Paloma, é isso aí, na torcida. Jovem Coelho das Horas, um beijo corrido da Alice. Edu, adorei a idéia de um papo com você, Maria, Bernardo e Barack Obama. O que vamos servir?

Senhorita B. disse...

Jana,
Estou torcendo muito para o Obama, muito mesmo! Não por ser negro, mas por ser um cara com energia, competente e estudioso.
Quanto à questão do câncer, a Susan Sontag já escreveu sobre esse mito tolo que foi criado. No passado, a tuberculose tinha o mesmo olhar social. Temos que ultrapassar essas questões. O câncer tem, sim, cura e não deve ser usado de forma pejorativa.
Bjs

Ordisi Raluz disse...

Janaína, hoje a segunda vez que estou no seu blog, da primeira fui interrompido no meio da leitura. Entendo a preferência geral pelo Obama por sua semelhança conosco brasileiros, o Mac Cain parece arrogante e antipático. Não creio que nenhum deles seja lá muito bom, a Hillary seria melhor que ambos por seguir a linha mais experiente e pacífica de Clinton.

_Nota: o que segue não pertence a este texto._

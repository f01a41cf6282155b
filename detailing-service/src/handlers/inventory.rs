//! Inventory and roll ledger endpoints.

use axum::{
    extract::{Path, Query, State},
    http::StatusCode,
    Json,
};
use service_core::error::AppError;
use validator::Validate;

use crate::dtos::{
    AddRollRequest, AdjustRequest, AdjustResponse, ConsumeRequest, ConsumeResponse,
    CreateInventoryItemRequest, DeductRequest, EnsureResponse, InventoryListParams, RollResponse,
};
use crate::models::InventoryItem;
use crate::startup::AppState;

pub async fn create_item(
    State(state): State<AppState>,
    Json(req): Json<CreateInventoryItemRequest>,
) -> Result<(StatusCode, Json<InventoryItem>), AppError> {
    req.validate()?;
    let item = state.inventory.create(req.into()).await?;
    Ok((StatusCode::CREATED, Json(item)))
}

/// Create-or-get keyed by category.
pub async fn ensure_item(
    State(state): State<AppState>,
    Json(req): Json<CreateInventoryItemRequest>,
) -> Result<(StatusCode, Json<EnsureResponse>), AppError> {
    req.validate()?;
    let (item, created) = state.inventory.ensure(req.into()).await?;
    let status = if created {
        StatusCode::CREATED
    } else {
        StatusCode::OK
    };
    Ok((status, Json(EnsureResponse { item, created })))
}

pub async fn list_items(
    State(state): State<AppState>,
    Query(params): Query<InventoryListParams>,
) -> Result<Json<Vec<InventoryItem>>, AppError> {
    let items = state.inventory.list(params.low_stock).await?;
    Ok(Json(items))
}

pub async fn get_item(
    State(state): State<AppState>,
    Path(item_id): Path<String>,
) -> Result<Json<InventoryItem>, AppError> {
    Ok(Json(state.inventory.get(&item_id).await?))
}

pub async fn add_roll(
    State(state): State<AppState>,
    Path(item_id): Path<String>,
    Json(req): Json<AddRollRequest>,
) -> Result<(StatusCode, Json<RollResponse>), AppError> {
    req.validate()?;
    let (item, roll) = state.inventory.add_roll(&item_id, req.into()).await?;
    tracing::info!(item_id = %item.id, roll_id = %roll.id, quantity = %item.quantity, "Roll added");
    Ok((StatusCode::CREATED, Json(RollResponse { item, roll })))
}

pub async fn delete_roll(
    State(state): State<AppState>,
    Path((item_id, roll_id)): Path<(String, String)>,
) -> Result<Json<RollResponse>, AppError> {
    let (item, roll) = state.inventory.delete_roll(&item_id, &roll_id).await?;
    tracing::info!(item_id = %item.id, roll_id = %roll.id, "Roll deleted");
    Ok(Json(RollResponse { item, roll }))
}

pub async fn deduct_roll(
    State(state): State<AppState>,
    Path((item_id, roll_id)): Path<(String, String)>,
    Json(req): Json<DeductRequest>,
) -> Result<Json<ConsumeResponse>, AppError> {
    let (item, consumption) = state
        .inventory
        .deduct_roll(&item_id, &roll_id, req.amount)
        .await?;
    Ok(Json(ConsumeResponse {
        item,
        consumed: vec![consumption],
    }))
}

pub async fn consume_item(
    State(state): State<AppState>,
    Path(item_id): Path<String>,
    Json(req): Json<ConsumeRequest>,
) -> Result<Json<ConsumeResponse>, AppError> {
    let (item, consumed) = state.inventory.consume(&item_id, req.quantity).await?;
    Ok(Json(ConsumeResponse { item, consumed }))
}

pub async fn adjust_item(
    State(state): State<AppState>,
    Path(item_id): Path<String>,
    Json(req): Json<AdjustRequest>,
) -> Result<Json<AdjustResponse>, AppError> {
    req.validate()?;
    let (item, quantity) = state
        .inventory
        .adjust(&item_id, req.delta, &req.reason)
        .await?;
    Ok(Json(AdjustResponse { item, quantity }))
}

[Pin & Güim são velhos personagens meus, vc poderá ve-los no meu blog anterior http://ordisiraluz.zip.net.
Eles me proveram um meio de exercitar pensamentos, criticar costumes, fazer crônicas relâmpago, sempre com algum humor mais refinado ou sarcastico - por vezes descaradamente sacana mesmo. E agora, saudoso, os trago de volta, estranhando o fundo preto do template atual, rs. Daí usá-los como gravatar. Adoro-os]

valter ferraz disse...

Janaína,
viu como eu erro?
Agora, o rapaz vai ter entregar o que prometeu.
Beijo, menina

Muadiê Maria disse...

Me impolguei também e fiquei doida pra ler a autobiografia...
bjo

Janaina Amado disse...

Valter, quando eu quiser que alguém ganhe alguma coisa, já sei: peço pra você apostar contra!
Ordisi e Maria Muadiê, é muito bom tê-los como leitores e comentadores. Abraços.

Anônimo disse...

Aqui em casa de brasileiros-americanos, ficamos emocionados com a vitória inequívoca de Obama. Agora é torcer para que toda a sua inteligência e esforço ajude os EUA e o mundo neste momento tão delicado.